▸ Task objective
State how many lines of the records include the word "false"; the reply is that number alone.

▸ The input
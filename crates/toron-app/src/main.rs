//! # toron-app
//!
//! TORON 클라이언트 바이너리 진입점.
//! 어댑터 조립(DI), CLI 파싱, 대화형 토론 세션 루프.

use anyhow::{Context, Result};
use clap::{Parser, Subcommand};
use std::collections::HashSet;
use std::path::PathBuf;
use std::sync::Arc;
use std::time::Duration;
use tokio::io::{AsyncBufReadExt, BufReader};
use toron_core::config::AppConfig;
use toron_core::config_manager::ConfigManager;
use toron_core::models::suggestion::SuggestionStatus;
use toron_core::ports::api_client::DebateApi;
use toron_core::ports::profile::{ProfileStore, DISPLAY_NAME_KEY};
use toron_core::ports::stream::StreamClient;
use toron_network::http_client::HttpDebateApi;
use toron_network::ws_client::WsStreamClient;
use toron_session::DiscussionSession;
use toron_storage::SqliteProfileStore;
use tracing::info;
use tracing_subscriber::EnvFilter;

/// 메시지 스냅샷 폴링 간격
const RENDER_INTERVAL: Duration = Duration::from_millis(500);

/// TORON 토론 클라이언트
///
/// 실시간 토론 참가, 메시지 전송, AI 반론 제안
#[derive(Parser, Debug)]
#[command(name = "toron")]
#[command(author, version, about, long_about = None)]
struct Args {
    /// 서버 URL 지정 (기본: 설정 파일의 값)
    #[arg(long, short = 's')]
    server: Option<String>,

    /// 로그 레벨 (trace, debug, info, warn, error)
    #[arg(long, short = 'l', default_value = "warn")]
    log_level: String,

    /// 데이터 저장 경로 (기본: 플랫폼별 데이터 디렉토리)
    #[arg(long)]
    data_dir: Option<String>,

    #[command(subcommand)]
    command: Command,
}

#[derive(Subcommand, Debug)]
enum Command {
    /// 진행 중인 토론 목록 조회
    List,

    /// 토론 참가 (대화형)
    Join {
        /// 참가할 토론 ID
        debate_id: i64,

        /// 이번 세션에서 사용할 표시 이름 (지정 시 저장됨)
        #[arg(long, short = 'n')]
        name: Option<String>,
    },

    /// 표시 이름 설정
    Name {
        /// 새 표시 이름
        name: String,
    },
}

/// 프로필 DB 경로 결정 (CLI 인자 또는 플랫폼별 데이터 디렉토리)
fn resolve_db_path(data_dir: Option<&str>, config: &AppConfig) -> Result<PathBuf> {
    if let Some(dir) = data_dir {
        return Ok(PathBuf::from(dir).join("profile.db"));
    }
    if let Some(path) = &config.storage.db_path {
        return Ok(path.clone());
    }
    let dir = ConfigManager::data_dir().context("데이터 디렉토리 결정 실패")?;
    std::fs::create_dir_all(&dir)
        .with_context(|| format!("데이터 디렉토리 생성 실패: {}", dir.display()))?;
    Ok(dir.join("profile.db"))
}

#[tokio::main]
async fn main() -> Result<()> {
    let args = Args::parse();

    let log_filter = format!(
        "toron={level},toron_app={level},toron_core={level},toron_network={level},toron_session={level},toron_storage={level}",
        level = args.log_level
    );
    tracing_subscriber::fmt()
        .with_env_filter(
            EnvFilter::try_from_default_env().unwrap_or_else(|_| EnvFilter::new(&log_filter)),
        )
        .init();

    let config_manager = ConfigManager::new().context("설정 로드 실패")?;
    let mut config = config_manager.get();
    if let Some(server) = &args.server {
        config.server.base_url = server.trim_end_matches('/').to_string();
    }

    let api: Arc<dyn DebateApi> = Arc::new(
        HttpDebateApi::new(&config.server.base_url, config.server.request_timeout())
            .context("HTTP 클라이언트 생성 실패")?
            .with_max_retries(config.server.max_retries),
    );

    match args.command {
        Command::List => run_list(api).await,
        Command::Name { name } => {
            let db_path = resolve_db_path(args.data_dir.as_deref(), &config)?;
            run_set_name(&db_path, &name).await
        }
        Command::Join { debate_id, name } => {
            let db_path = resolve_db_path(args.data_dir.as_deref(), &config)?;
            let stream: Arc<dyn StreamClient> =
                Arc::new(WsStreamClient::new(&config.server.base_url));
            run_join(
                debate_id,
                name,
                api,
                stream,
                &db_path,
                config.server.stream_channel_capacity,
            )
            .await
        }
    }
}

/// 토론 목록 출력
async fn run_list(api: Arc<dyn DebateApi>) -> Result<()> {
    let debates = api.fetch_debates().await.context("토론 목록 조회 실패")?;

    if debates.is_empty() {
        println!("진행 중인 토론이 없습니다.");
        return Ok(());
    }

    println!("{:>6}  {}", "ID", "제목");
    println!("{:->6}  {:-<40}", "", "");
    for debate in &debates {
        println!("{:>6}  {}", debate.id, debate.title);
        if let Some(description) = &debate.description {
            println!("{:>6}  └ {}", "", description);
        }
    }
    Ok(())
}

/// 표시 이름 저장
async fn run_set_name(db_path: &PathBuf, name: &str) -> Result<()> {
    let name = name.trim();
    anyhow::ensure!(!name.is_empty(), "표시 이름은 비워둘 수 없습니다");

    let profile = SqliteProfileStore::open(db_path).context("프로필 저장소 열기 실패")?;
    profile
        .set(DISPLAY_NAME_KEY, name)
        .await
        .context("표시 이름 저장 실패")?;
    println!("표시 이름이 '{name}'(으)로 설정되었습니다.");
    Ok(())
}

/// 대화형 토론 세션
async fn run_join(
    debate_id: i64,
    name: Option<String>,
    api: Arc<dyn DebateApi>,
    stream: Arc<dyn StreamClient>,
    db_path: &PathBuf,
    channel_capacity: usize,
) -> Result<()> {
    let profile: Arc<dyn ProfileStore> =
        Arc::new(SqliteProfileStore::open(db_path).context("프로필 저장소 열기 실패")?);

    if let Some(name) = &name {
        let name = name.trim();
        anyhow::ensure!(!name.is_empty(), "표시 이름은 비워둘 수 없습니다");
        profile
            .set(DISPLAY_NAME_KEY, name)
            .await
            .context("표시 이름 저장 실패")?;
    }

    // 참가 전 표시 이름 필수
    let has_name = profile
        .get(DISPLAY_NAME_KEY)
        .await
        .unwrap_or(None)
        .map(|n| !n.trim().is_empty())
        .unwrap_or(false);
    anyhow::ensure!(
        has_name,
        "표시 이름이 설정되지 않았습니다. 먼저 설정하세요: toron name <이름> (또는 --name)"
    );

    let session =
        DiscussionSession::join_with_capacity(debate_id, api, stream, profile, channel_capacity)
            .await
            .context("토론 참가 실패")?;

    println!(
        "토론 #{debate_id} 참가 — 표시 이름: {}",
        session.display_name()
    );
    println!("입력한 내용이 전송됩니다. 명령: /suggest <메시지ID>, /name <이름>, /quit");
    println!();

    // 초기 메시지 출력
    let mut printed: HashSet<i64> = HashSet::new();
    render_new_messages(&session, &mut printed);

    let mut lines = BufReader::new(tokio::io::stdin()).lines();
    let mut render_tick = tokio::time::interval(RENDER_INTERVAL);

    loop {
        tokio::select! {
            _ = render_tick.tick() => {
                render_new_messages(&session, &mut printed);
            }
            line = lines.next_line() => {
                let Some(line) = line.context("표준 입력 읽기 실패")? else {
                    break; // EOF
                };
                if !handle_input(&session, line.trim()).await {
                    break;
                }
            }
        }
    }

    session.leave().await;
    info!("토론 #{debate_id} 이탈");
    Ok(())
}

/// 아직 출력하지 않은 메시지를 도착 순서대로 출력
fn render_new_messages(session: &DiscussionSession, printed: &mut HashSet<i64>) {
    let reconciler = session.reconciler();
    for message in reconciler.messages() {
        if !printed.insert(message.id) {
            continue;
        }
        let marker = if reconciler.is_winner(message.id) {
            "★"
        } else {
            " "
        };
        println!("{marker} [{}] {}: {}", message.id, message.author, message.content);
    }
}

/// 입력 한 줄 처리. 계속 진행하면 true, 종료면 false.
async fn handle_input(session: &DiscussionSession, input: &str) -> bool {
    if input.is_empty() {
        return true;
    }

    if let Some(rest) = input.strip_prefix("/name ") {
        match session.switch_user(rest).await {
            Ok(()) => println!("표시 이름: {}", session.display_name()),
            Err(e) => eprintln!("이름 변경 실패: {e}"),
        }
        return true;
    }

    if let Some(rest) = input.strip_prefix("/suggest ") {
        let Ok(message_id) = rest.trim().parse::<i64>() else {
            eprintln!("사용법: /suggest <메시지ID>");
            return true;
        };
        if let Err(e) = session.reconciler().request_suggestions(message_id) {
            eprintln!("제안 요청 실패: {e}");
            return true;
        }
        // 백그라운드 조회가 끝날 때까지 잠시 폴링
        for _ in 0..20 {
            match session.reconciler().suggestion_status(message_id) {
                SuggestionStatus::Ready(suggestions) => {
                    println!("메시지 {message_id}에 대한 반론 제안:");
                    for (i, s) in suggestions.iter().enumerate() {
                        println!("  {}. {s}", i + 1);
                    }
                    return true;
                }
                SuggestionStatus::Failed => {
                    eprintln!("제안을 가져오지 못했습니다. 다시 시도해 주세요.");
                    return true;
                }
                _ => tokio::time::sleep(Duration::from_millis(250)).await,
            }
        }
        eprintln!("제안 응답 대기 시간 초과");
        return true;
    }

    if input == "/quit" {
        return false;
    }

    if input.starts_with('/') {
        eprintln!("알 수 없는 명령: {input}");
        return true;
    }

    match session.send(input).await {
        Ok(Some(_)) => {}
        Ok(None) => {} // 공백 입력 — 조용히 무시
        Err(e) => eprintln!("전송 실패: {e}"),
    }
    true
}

▸ The answer
3